## [Required action]
How many lines in the records below contain "PhantomData"? Reply with the number only.

## [Records provided]
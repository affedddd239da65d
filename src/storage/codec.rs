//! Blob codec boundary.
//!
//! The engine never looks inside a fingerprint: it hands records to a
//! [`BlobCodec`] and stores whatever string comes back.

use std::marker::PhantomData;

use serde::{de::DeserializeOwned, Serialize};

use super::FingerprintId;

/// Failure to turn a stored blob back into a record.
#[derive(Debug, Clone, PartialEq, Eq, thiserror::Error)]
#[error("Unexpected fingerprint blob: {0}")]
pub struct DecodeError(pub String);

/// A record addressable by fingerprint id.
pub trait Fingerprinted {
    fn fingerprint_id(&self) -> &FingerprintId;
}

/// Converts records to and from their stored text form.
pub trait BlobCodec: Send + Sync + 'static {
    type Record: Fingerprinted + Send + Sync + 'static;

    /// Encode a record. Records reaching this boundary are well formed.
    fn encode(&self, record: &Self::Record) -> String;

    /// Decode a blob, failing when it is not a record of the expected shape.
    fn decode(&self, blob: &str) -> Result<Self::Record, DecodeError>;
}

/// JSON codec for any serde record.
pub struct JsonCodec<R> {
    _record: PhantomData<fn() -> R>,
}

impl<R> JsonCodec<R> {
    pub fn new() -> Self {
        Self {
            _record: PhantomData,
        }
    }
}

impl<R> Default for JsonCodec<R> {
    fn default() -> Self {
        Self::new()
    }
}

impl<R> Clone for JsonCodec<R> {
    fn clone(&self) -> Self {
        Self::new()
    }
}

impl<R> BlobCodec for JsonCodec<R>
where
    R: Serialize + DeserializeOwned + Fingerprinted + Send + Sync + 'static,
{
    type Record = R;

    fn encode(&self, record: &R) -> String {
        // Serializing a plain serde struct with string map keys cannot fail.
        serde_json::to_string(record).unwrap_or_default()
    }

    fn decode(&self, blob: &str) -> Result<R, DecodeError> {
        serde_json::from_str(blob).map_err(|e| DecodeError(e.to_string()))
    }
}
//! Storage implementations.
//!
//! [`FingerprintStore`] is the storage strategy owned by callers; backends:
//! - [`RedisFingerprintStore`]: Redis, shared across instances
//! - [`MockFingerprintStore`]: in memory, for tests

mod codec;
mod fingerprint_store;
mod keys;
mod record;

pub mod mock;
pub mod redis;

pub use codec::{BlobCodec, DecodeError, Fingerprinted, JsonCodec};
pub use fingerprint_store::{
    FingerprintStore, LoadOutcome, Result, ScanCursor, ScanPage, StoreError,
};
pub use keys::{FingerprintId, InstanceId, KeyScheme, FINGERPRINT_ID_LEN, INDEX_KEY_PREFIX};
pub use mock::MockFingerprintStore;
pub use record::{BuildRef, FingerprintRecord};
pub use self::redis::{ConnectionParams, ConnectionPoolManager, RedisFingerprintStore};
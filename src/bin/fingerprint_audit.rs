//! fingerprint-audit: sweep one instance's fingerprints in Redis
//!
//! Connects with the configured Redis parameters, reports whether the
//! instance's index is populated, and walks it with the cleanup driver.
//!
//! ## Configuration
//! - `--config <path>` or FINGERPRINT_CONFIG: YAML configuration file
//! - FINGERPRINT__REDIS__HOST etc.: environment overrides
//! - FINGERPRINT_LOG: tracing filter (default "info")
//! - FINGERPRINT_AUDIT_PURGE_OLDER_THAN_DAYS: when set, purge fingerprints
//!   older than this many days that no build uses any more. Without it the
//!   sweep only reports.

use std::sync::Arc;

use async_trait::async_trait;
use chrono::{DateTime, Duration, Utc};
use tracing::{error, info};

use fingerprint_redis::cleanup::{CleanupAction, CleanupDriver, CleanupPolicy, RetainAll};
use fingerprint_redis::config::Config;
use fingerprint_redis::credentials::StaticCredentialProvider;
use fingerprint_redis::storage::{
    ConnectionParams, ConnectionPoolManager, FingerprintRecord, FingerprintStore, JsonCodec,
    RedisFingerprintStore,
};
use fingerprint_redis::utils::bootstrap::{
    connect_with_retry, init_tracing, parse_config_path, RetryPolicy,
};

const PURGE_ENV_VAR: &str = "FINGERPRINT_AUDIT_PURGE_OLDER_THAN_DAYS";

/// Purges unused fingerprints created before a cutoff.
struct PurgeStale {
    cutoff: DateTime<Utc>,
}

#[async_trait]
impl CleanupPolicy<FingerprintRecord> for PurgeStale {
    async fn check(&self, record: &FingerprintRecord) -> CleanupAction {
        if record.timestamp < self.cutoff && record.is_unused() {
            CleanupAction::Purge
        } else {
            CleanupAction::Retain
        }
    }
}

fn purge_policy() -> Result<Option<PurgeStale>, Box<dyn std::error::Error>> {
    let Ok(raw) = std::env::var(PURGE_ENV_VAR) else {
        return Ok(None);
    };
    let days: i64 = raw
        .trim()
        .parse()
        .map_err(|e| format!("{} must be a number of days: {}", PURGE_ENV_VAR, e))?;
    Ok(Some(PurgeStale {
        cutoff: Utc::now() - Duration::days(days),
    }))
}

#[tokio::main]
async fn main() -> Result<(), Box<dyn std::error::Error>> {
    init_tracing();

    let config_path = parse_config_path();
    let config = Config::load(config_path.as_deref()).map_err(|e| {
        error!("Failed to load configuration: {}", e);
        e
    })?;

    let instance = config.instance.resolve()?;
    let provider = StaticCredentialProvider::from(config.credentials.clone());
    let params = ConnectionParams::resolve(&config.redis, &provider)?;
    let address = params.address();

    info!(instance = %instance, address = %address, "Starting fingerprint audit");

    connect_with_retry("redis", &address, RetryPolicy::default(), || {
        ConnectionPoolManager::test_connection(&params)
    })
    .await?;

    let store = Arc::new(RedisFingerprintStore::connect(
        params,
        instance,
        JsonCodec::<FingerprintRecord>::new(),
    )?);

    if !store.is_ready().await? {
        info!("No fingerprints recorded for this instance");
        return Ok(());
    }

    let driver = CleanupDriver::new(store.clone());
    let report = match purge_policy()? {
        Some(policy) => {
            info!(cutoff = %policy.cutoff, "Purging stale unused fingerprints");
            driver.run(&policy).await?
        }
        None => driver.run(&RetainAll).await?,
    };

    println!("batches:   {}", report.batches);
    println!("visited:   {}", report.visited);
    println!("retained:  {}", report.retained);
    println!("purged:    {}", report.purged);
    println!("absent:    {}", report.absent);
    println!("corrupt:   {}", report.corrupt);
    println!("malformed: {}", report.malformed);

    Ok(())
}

## [Answer below]
3